By Masaki Kondo, Bloomberg Markets Live reporter and strategist
Aozora Bank’s shock loss projection serves as a reminder of just how little room the Bank of Japan has to tighten its policy and for the nation’s bond yields to rise.
Carry trade isn’t just about buying and selling currencies in the spot or forward market (see "The $20 Trillion Carry Trade That Will Destroy Japan"). When investors in a country where interest rates are low raise funds domestically and invest the proceeds in higher-yielding assets abroad, it’s a form of carry trade. Banks in Japan can do this by gathering deposits at an average rate on ordinary deposits at 0.001% and buying higher-yielding overseas securities, such as five-year Treasuries with a yield of 3.8%.

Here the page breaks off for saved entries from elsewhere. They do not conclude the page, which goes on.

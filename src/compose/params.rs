//! Bound statement parameters

use serde::{Deserialize, Serialize};

use crate::value::SqlValue;

/// Named parameters in binding order. Names are stored without the `@`.
#[derive(Debug, Clone, Default, PartialEq, Serialize, Deserialize)]
pub struct Params {
    entries: Vec<(String, SqlValue)>,
}

impl Params {
    pub fn new() -> Self {
        Self::default()
    }

    /// Bind a value; rebinding a name replaces the previous value
    pub fn bind(&mut self, name: impl Into<String>, value: SqlValue) {
        let name = name.into();
        match self.entries.iter_mut().find(|(n, _)| *n == name) {
            Some(entry) => entry.1 = value,
            None => self.entries.push((name, value)),
        }
    }

    pub fn get(&self, name: &str) -> Option<&SqlValue> {
        self.entries
            .iter()
            .find(|(n, _)| n.eq_ignore_ascii_case(name))
            .map(|(_, v)| v)
    }

    pub fn extend(&mut self, other: Params) {
        for (name, value) in other.entries {
            self.bind(name, value);
        }
    }

    pub fn len(&self) -> usize {
        self.entries.len()
    }

    pub fn is_empty(&self) -> bool {
        self.entries.is_empty()
    }

    pub fn iter(&self) -> impl Iterator<Item = (&str, &SqlValue)> {
        self.entries.iter().map(|(n, v)| (n.as_str(), v))
    }
}

impl<N: Into<String>> FromIterator<(N, SqlValue)> for Params {
    fn from_iter<I: IntoIterator<Item = (N, SqlValue)>>(iter: I) -> Self {
        let mut params = Params::new();
        for (name, value) in iter {
            params.bind(name, value);
        }
        params
    }
}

It looks like Aozora has been doing just that.
The bank sold foreign securities to cut losses that were mainly caused by a rise in US interest rates. Nearly 40% of Aozora’s securities portfolio consists of foreign bonds but a share of foreign-currency assets is probably higher considering other asset classes such as ETFs include overseas securities. Japanese government bonds made up just 2% of the total portfolio.
This isn’t to say other Japanese banks are facing similar risks. But Japanese investors as a whole have boosted their overseas investment since the BOJ expanded monetary easing in 2013. Even if overseas assets have positive returns, a substantial rise in yen borrowing costs could risk triggering unwinding of this big Japan carry trade.
This suggests a first rate hike since 2007 will be a balancing act for the BOJ. It will probably settle for only small increases to avoid wreaking havoc. This outlook also argues for low bond yields in Japan.